In the early days, control points were staffed. Often the competitors were given at the outset only the location of the first control point and were given the next location by the control point staff, who also stamped the control cards.

The first public orienteering competition, in Norway in 1897, had three controls, at the farms Finnerud, Bjørnholt and Slakteren, while start and finish were on the farm Grøttum (see map in ref). The first Swedish public orienteering competition, near Stockholm in 1901, used two churches (Bromma and Spånga Church) and two large farms as control points.

==Control description sheet==

Control description sheet for an orienteering course in Poland

In orienteering competitions the locations of the control points are described on a control description sheet (or clue sheet).
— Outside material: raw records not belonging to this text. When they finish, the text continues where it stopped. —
use std::{collections::HashMap, path::Path};

use anyhow::Result;
use chrono::Local;
use scraper::{Html, Selector};

use crate::{
    config::SETTINGS,
    database::table::financial_statement::FinancialStatement,
    declare::{Quarter, StockExchange},
    logging, util,
    util::{
        datetime::gregorian_year_to_roc_year,
        text::{is_security_code, parse_decimal},
    },
};

/// 抓取公開資訊觀測站「綜合損益彙總表」(t163sb04)。
/// 上市與上櫃分別查詢，查詢參數使用民國年與季別
pub async fn visit(year: i32, quarter: Quarter) -> Result<Vec<FinancialStatement>> {
    let url = format!("https://{}/mops/web/t163sb04", super::HOST);
    let roc_year = gregorian_year_to_roc_year(year).to_string();
    let season = format!("{:02}", quarter.serial());
    let mut result = Vec::with_capacity(2048);

    for exchange in StockExchange::iterator() {
        let type_k = match exchange {
            StockExchange::TWSE => "sii",
            StockExchange::TPEx => "otc",
        };
        let params = HashMap::from([
            ("encodeURIComponent", "1"),
            ("step", "1"),
            ("firstin", "1"),
            ("off", "1"),
            ("isQuery", "Y"),
            ("TYPEK", type_k),
            ("year", roc_year.as_str()),
            ("season", season.as_str()),
        ]);
        let text = util::http::post_use_big5(&url, None, Some(params)).await?;

        let raw_dir = Path::new(&SETTINGS.paths.raw_data).join("mops");
        let file_name = format!("financial_statement_{}_{}_{}.html", year, season, type_k);
        if let Err(why) = util::save_raw(&raw_dir, &file_name, &text) {
            logging::warn_file_async(format!("保存綜合損益彙總原始檔失敗 ({:?})", why));
        }

        result.extend(parse(&text, year, quarter));
    }

    Ok(result)
}

/// 彙總表依產業別分成多張表格且欄位數不一，
/// 先從標題列找出需要的欄位索引再解析個股列
fn parse(text: &str, year: i32, quarter: Quarter) -> Vec<FinancialStatement> {
    let document = Html::parse_document(text);
    let (table_sel, tr_sel, cell_sel) = match (
        Selector::parse("table"),
        Selector::parse("tr"),
        Selector::parse("th, td"),
    ) {
        (Ok(t), Ok(tr), Ok(c)) => (t, tr, c),
        _ => return Vec::new(),
    };

    let mut result = Vec::with_capacity(2048);
    for table in document.select(&table_sel) {
        let mut columns: Option<Columns> = None;

        for tr in table.select(&tr_sel) {
            let cells: Vec<String> = tr
                .select(&cell_sel)
                .map(|c| c.text().collect::<String>().trim().to_string())
                .collect();
            if cells.is_empty() {
                continue;
            }

            if cells[0].contains("公司") && cells[0].contains("代號") {
                columns = Columns::locate(&cells);
                continue;
            }

            let cols = match &columns {
                Some(c) => c,
                None => continue,
            };
            if cells.len() <= cols.max_index() || !is_security_code(&cells[0]) {
                continue;
            }

            result.push(FinancialStatement {
                year,
                quarter: quarter.name().to_string(),
                stock_symbol: cells[0].to_string(),
                revenue: parse_decimal(&cells[cols.revenue], None).unwrap_or_default(),
                operating_income: parse_decimal(&cells[cols.operating_income], None)
                    .unwrap_or_default(),
                net_income: parse_decimal(&cells[cols.net_income], None).unwrap_or_default(),
                earnings_per_share: parse_decimal(&cells[cols.eps], None).unwrap_or_default(),
                created_time: Local::now(),
                updated_time: Local::now(),
            });
        }
    }

    result
}

struct Columns {
    revenue: usize,
    operating_income: usize,
    net_income: usize,
    eps: usize,
}

impl Columns {
    fn locate(headers: &[String]) -> Option<Columns> {
        let find = |predicate: &dyn Fn(&str) -> bool| {
            headers.iter().position(|h| predicate(h.as_str()))
        };
        Some(Columns {
            revenue: find(&|h| h.contains("營業收入") || h.contains("收益"))?,
            operating_income: find(&|h| h.contains("營業利益"))?,
            net_income: find(&|h| h.contains("本期淨利") && !h.contains("歸屬"))?,
            eps: find(&|h| h.contains("基本每股盈餘"))?,
        })
    }

    fn max_index(&self) -> usize {
        self.revenue
            .max(self.operating_income)
            .max(self.net_income)
            .max(self.eps)
    }
}
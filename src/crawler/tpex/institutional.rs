use std::path::Path;

use anyhow::Result;
use chrono::{Local, NaiveDate};
use serde::Deserialize;

use crate::{
    config::SETTINGS,
    database::table::institutional::Institutional,
    declare::StockExchange,
    logging, util,
    util::{
        datetime::to_roc_date,
        text::{is_security_code, parse_i64},
    },
};

#[derive(Deserialize, Debug)]
struct InstitutionalResponse {
    #[serde(rename = "aaData", default)]
    aa_data: Vec<Vec<String>>,
}

/// 抓取上櫃「三大法人買賣明細」(3itrade_hedge)，回應為 JSON
pub async fn visit(date: NaiveDate) -> Result<Vec<Institutional>> {
    let url = SETTINGS
        .tpex_institutional
        .url_template
        .replace("{date}", &to_roc_date(date));
    let response = util::http::get_json::<InstitutionalResponse>(&url).await?;

    let raw_dir = Path::new(&SETTINGS.paths.raw_data).join("tpex");
    let file_name = format!("institutional_{}.json", date.format("%Y%m%d"));
    match serde_json::to_string(&serde_json::json!({ "aaData": response.aa_data })) {
        Ok(json) => {
            if let Err(why) = util::save_raw(&raw_dir, &file_name, &json) {
                logging::warn_file_async(format!("保存上櫃三大法人原始檔失敗 ({:?})", why));
            }
        }
        Err(why) => {
            logging::warn_file_async(format!("序列化上櫃三大法人原始資料失敗 ({:?})", why));
        }
    }

    Ok(parse(&response.aa_data, date))
}

/// aaData 每列的欄位：
/// 0:代號 1:名稱
/// 外資及陸資 2:買進股數 3:賣出股數 4:買賣超股數
/// 投信 11:買進股數 12:賣出股數 13:買賣超股數
/// 自營商 20:買進股數 21:賣出股數 22:買賣超股數
fn parse(rows: &[Vec<String>], date: NaiveDate) -> Vec<Institutional> {
    let mut result = Vec::with_capacity(1024);

    for row in rows {
        if row.len() < 23 || !is_security_code(&row[0]) {
            continue;
        }

        let foreign_net = parse_i64(&row[4], None).unwrap_or_default();
        let trust_net = parse_i64(&row[13], None).unwrap_or_default();
        let dealer_net = parse_i64(&row[22], None).unwrap_or_default();

        result.push(Institutional {
            date,
            stock_symbol: row[0].trim().to_string(),
            name: row[1].trim().to_string(),
            foreign_buy: parse_i64(&row[2], None).unwrap_or_default(),
            foreign_sell: parse_i64(&row[3], None).unwrap_or_default(),
            foreign_net,
            trust_buy: parse_i64(&row[11], None).unwrap_or_default(),
            trust_sell: parse_i64(&row[12], None).unwrap_or_default(),
            trust_net,
            dealer_net,
            total_net: foreign_net + trust_net + dealer_net,
            exchange_id: StockExchange::TPEx.serial_number(),
            create_time: Local::now(),
        });
    }

    result
}
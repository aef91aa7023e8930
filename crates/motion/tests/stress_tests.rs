//! Boundary and load behavior: ring exhaustion, override clamping, and
//! sustained high step rates through the full pipeline.
#![cfg(test)]

use motion::block::{LineData, Planner, BLOCK_BUFFER_SIZE};
use motion::error::PlannerError;
use motion::prep::Preparer;
use motion::realtime::Supervisor;
use motion::settings::Settings;
use motion::stepper::Core as StepperCore;

fn test_settings() -> Settings {
    let mut s = Settings::default();
    s.steps_per_mm = [80.0, 80.0, 80.0];
    s.max_rate = [10_000.0, 10_000.0, 10_000.0];
    s.acceleration = [500.0 * 60.0 * 60.0; 3];
    s
}

/// The planner ring has `BLOCK_BUFFER_SIZE` slots and one is never usable
/// (head cannot catch tail), so the `(BLOCK_BUFFER_SIZE - 1)`th enqueue must
/// fail with `QueueFull` rather than silently overwriting the tail.
#[test]
fn enqueue_reports_queue_full_once_the_ring_saturates() {
    let settings = test_settings();
    let mut planner = Planner::new();
    let mut target = [0i32, 0, 0];

    let mut first_failure = None;
    for i in 1..=(BLOCK_BUFFER_SIZE + 4) {
        target[0] = (i as i32) * 100;
        let result = planner.enqueue(target, LineData { feed_rate: 1000.0, ..Default::default() }, &settings);
        if result.is_err() {
            first_failure = Some(i);
            assert_eq!(result, Err(PlannerError::QueueFull));
        }
    }

    assert_eq!(first_failure, Some(BLOCK_BUFFER_SIZE));
}

/// Feed and spindle overrides both clamp to 10..=200; values outside that
/// range are pulled to the nearest bound rather than rejected.
#[test]
fn feed_and_spindle_overrides_clamp_to_their_valid_range() {
    let mut supervisor = Supervisor::new();
    let mut planner = Planner::new();
    let stepper = StepperCore::new();

    supervisor.set_feed_override(255, &mut planner);
    assert_eq!(supervisor.status_snapshot(&planner, &stepper).feed_override_pct, 200);

    supervisor.set_feed_override(0, &mut planner);
    assert_eq!(supervisor.status_snapshot(&planner, &stepper).feed_override_pct, 10);

    supervisor.set_spindle_override(255);
    assert_eq!(supervisor.status_snapshot(&planner, &stepper).spindle_override_pct, 200);

    supervisor.set_spindle_override(0);
    assert_eq!(supervisor.status_snapshot(&planner, &stepper).spindle_override_pct, 10);
}

/// Rapid override only has three discrete levels; any requested value
/// snaps to the nearest of them.
#[test]
fn rapid_override_snaps_to_one_of_three_discrete_levels() {
    let mut supervisor = Supervisor::new();
    let planner = Planner::new();
    let stepper = StepperCore::new();
    supervisor.set_rapid_override(5);
    assert_eq!(supervisor.status_snapshot(&planner, &stepper).rapid_override_pct, 25);
    supervisor.set_rapid_override(60);
    assert_eq!(supervisor.status_snapshot(&planner, &stepper).rapid_override_pct, 50);
    supervisor.set_rapid_override(255);
    assert_eq!(supervisor.status_snapshot(&planner, &stepper).rapid_override_pct, 100);
}

/// A long move at a high feed rate should still refill the segment ring
/// repeatedly without ever producing a zero-length `cycles_per_tick`
/// (which would be an infinite step rate) and without the preparer
/// reporting full when it shouldn't.
#[test]
fn high_feed_rate_move_never_emits_a_zero_length_tick() {
    let mut settings = test_settings();
    settings.max_rate = [20_000.0, 20_000.0, 20_000.0];
    settings.acceleration = [5_000.0 * 60.0 * 60.0; 3];

    let mut planner = Planner::new();
    planner
        .enqueue([200 * 80, 0, 0], LineData { feed_rate: 2_500.0 * 60.0, ..Default::default() }, &settings)
        .unwrap();

    let mut prep = Preparer::new();
    let mut seen_any = false;
    for _ in 0..10_000 {
        prep.fill(&mut planner, &settings);
        while let Some(seg) = prep.pop() {
            assert!(seg.cycles_per_tick > 0, "cycles_per_tick must never be zero");
            seen_any = true;
        }
        if planner.is_empty() && prep.is_empty() {
            break;
        }
    }
    assert!(seen_any);
}

/// Many short colinear segments, chained through repeated replans, should
/// not force the planner back down to (near) zero entry speed at every
/// junction the way an independently-planned sequence would.
#[test]
fn many_short_colinear_segments_do_not_each_stop_at_their_junction() {
    let settings = test_settings();
    let mut planner = Planner::new();

    let mut stops = 0;
    for i in 1..=40 {
        let x = i * 20;
        let result = planner.enqueue([x, 0, 0], LineData { feed_rate: 1500.0, ..Default::default() }, &settings);
        if result.is_err() {
            // Ring saturated; drain a slot the way the prep stage would.
            planner.discard();
            planner
                .enqueue([x, 0, 0], LineData { feed_rate: 1500.0, ..Default::default() }, &settings)
                .unwrap();
        }
        if i > 1 && planner.get_exec_block_exit_speed_sqr() < 1.0 {
            stops += 1;
        }
    }

    assert!(stops < 5, "planner stopped at {} of 39 colinear junctions", stops);
}
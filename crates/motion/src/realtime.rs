//! Realtime supervisor (component D, §4.4): machine state and the
//! asynchronous event handlers that drive the rest of the pipeline.
//!
//! Unlike [`crate::block`]/[`crate::prep`], several entry points here
//! (the ones fielding a pin-change event) are meant to be called from
//! interrupt context, so flag/state mutation goes through
//! `critical_section`.

use core::cell::RefCell;
use critical_section::Mutex;

use crate::block::{ConditionFlags, LineData, Planner};
use crate::error::AlarmCode;
use crate::hal::{axis_bit, AxisMask, Hal, LimitsHal};
use crate::kinematics::Kinematics;
use crate::mathf::sqrtf;
use crate::prep::Preparer;
use crate::settings::Settings;
use crate::stepper::Core as StepperCore;
use crate::{N_AXIS, StepPosition};

/// Coarse machine state (§4.4). Finer detail (which alarm, which override
/// percentages) lives alongside it in [`Supervisor`] rather than as extra
/// enum variants, matching the upstream split between `sys.state` and the
/// separate `exec_*` flag words.
#[derive(Debug, Clone, Copy, PartialEq, Eq)]
#[cfg_attr(feature = "serde-support", derive(serde::Serialize, serde::Deserialize))]
pub enum MachineState {
    Idle,
    Cycle,
    Hold,
    Jog,
    Homing,
    Alarm,
    CheckMode,
    SafetyDoor,
    Sleep,
}

const HOMING_AXIS_SEARCH_SCALAR: f32 = 1.5;
const HOMING_AXIS_LOCATE_SCALAR: f32 = 5.0;

/// Per-step delay, in whole milliseconds, that paces a bit-banged homing
/// move at `rate` mm/min: the fastest axis in `axes` sets the step rate in
/// Hz, which the delay is the reciprocal of.
fn homing_step_delay_ms(axes: &[usize], rate: f32, settings: &Settings) -> u16 {
    let steps_per_mm_max = axes.iter().map(|&a| settings.steps_per_mm[a]).fold(1.0f32, f32::max);
    let step_rate_hz = (rate.max(1.0) / 60.0 * steps_per_mm_max).max(1.0);
    (1000.0 / step_rate_hz).max(1.0) as u16
}

/// Read-only snapshot handed to the external status reporter (§6).
#[derive(Debug, Clone, Copy)]
pub struct StatusSnapshot {
    pub state: MachineState,
    pub alarm: Option<AlarmCode>,
    pub position: StepPosition,
    pub feed_override_pct: u8,
    pub rapid_override_pct: u8,
    pub spindle_override_pct: u8,
    pub planner_blocks_queued: usize,
}

struct Flags {
    state: MachineState,
    alarm: Option<AlarmCode>,
    cycle_start_pending: bool,
    feed_hold_pending: bool,
    safety_door_open: bool,
    reset_pending: bool,
    motion_cancel_pending: bool,
}

impl Default for Flags {
    fn default() -> Self {
        Flags {
            state: MachineState::Idle,
            alarm: None,
            cycle_start_pending: false,
            feed_hold_pending: false,
            safety_door_open: false,
            reset_pending: false,
            motion_cancel_pending: false,
        }
    }
}

/// Owns machine state and coordinates the planner, preparer, and stepper
/// core in response to realtime events. `sys_position` itself lives on
/// [`StepperCore`] (it is only ever mutated synchronously with a step
/// pulse, per §3 invariant 3) — methods here that need it take the
/// stepper core as a parameter rather than keeping a second copy that
/// could drift from what was actually stepped.
pub struct Supervisor {
    flags: Mutex<RefCell<Flags>>,
    probe_position: Option<StepPosition>,
    /// `sys_probe_state == PROBE_ACTIVE`: only set while a probing move
    /// (§4.4 `probe`) is in flight, so [`Self::poll_probe`] ignores probe-pin
    /// activity outside of it.
    probe_armed: bool,
    /// Set while a jog cancel (§4.4 `motion_cancel`) is ramping down;
    /// main-loop-only (unlike the flag word above) since it is only ever
    /// read and written from [`Self::service`].
    canceling_jog: bool,
    feed_override_pct: u8,
    rapid_override_pct: u8,
    spindle_override_pct: u8,
}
It is sometimes incorrectly referred to as a "Course Description Sheet". For beginners, and the younger competitors, the description is written in a simple text format, but for advanced orienteers the descriptions use symbols (pictorial), in accordance with the IOF Control descriptions. These symbols eliminate any language-based confusion, vital for international competition. The control descriptions are fixed to or printed on the map, and separate control description sheets may be available at the prestart. Some competitors wear the extra control description sheet in a holder strapped onto their forearm, so that they can read it while running.

==Control card and punching==
Each competitor is required to carry a control card, and to present it at the Start and hand it in at the Finish. The control card is marked by some means at each control point to show that the competitor has completed the course correctly.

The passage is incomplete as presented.